What you will do: Once you find the line with "the root check" in the data that follows, repeat it and every line after it exactly, through the line with "let signals = TermSignals::install()?;".

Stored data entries

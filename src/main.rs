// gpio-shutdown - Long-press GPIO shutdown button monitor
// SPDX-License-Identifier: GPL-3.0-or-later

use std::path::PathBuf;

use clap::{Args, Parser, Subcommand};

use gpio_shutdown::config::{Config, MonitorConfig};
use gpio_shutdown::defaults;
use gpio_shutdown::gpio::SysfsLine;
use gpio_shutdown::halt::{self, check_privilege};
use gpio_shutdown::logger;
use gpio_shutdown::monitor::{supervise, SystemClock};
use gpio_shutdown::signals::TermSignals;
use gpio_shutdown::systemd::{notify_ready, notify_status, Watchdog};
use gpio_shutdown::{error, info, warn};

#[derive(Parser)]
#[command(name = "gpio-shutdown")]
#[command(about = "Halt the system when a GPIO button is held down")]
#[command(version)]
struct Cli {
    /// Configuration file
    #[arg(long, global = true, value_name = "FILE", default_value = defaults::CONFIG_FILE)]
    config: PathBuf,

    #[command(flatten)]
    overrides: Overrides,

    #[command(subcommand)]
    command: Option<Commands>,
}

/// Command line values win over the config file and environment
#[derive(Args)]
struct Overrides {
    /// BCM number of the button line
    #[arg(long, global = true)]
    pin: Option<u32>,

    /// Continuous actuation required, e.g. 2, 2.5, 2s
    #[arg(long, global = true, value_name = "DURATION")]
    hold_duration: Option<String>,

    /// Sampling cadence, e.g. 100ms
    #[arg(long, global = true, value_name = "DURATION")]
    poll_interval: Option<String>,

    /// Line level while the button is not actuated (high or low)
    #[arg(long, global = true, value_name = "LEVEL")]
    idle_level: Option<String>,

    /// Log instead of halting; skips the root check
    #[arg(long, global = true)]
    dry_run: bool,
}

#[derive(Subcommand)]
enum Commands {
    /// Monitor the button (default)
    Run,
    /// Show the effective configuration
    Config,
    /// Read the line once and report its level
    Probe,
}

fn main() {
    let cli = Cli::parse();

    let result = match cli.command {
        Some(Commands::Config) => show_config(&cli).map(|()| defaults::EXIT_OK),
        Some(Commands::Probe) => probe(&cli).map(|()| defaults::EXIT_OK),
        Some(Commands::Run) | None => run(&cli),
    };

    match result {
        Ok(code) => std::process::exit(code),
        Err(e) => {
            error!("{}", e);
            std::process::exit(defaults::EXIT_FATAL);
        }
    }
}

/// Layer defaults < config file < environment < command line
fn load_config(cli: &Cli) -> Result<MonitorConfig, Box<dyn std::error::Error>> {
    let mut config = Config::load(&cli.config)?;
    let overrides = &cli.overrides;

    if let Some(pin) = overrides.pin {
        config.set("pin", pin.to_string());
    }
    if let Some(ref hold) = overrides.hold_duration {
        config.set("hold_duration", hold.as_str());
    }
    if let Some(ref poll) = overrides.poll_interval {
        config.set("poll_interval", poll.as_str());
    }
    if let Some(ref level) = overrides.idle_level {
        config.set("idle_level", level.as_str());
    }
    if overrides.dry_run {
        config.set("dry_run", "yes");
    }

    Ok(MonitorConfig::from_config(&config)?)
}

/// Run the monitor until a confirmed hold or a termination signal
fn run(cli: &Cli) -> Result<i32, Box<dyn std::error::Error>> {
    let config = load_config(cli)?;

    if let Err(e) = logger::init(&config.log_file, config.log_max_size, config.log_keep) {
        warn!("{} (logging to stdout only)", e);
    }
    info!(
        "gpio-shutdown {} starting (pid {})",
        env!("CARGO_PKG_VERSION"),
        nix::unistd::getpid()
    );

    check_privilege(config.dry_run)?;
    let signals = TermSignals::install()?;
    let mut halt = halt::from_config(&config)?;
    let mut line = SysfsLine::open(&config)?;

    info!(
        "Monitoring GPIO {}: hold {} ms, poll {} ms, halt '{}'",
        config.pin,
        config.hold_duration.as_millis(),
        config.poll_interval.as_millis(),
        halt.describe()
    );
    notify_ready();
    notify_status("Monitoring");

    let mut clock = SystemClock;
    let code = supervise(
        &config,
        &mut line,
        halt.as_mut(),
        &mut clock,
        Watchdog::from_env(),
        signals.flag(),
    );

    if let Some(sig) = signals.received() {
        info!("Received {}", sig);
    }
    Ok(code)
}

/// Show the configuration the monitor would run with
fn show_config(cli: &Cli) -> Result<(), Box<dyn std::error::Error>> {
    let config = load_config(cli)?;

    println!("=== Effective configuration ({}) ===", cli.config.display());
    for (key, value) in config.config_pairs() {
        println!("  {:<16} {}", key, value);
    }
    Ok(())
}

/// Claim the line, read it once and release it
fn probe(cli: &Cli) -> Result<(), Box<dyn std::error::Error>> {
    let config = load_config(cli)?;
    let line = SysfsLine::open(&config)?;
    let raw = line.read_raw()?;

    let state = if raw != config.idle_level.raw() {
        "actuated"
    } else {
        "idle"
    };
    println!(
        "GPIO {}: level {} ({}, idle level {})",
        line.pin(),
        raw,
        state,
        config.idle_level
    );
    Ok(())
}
--
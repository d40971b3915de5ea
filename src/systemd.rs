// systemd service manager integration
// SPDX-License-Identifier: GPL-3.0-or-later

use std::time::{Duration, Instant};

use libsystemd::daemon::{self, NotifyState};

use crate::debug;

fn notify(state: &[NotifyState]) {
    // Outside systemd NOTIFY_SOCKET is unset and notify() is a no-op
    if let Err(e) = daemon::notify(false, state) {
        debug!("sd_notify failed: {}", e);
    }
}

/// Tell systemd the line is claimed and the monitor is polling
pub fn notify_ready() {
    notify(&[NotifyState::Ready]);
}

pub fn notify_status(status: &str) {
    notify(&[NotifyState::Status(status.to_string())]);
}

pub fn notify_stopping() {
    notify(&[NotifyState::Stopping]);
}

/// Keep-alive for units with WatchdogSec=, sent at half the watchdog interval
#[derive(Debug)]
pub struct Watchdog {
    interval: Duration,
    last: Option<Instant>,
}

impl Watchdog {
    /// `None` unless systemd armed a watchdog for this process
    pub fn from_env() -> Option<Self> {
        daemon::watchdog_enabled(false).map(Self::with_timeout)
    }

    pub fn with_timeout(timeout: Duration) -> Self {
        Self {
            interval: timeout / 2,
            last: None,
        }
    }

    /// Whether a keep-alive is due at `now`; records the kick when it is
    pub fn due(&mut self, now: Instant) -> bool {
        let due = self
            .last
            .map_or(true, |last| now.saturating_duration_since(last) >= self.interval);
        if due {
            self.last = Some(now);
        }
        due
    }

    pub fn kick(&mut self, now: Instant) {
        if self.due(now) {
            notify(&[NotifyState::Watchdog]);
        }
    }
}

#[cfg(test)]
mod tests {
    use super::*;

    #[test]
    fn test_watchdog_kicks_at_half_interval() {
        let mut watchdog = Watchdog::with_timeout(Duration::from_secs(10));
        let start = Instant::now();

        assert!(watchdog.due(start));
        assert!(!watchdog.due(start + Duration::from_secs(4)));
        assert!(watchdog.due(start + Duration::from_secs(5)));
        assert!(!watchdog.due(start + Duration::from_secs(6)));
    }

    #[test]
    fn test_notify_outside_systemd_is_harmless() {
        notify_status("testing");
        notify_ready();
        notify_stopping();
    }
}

Answer space:
    /// Log instead of halting; skips the root check
    #[arg(long, global = true)]
    dry_run: bool,
}

#[derive(Subcommand)]
enum Commands {
    /// Monitor the button (default)
    Run,
    /// Show the effective configuration
    Config,
    /// Read the line once and report its level
    Probe,
}

fn main() {
    let cli = Cli::parse();

    let result = match cli.command {
        Some(Commands::Config) => show_config(&cli).map(|()| defaults::EXIT_OK),
        Some(Commands::Probe) => probe(&cli).map(|()| defaults::EXIT_OK),
        Some(Commands::Run) | None => run(&cli),
    };

    match result {
        Ok(code) => std::process::exit(code),
        Err(e) => {
            error!("{}", e);
            std::process::exit(defaults::EXIT_FATAL);
        }
    }
}

/// Layer defaults < config file < environment < command line
fn load_config(cli: &Cli) -> Result<MonitorConfig, Box<dyn std::error::Error>> {
    let mut config = Config::load(&cli.config)?;
    let overrides = &cli.overrides;

    if let Some(pin) = overrides.pin {
        config.set("pin", pin.to_string());
    }
    if let Some(ref hold) = overrides.hold_duration {
        config.set("hold_duration", hold.as_str());
    }
    if let Some(ref poll) = overrides.poll_interval {
        config.set("poll_interval", poll.as_str());
    }
    if let Some(ref level) = overrides.idle_level {
        config.set("idle_level", level.as_str());
    }
    if overrides.dry_run {
        config.set("dry_run", "yes");
    }

    Ok(MonitorConfig::from_config(&config)?)
}

/// Run the monitor until a confirmed hold or a termination signal
fn run(cli: &Cli) -> Result<i32, Box<dyn std::error::Error>> {
    let config = load_config(cli)?;

    if let Err(e) = logger::init(&config.log_file, config.log_max_size, config.log_keep) {
        warn!("{} (logging to stdout only)", e);
    }
    info!(
        "gpio-shutdown {} starting (pid {})",
        env!("CARGO_PKG_VERSION"),
        nix::unistd::getpid()
    );

    check_privilege(config.dry_run)?;
    let signals = TermSignals::install()?;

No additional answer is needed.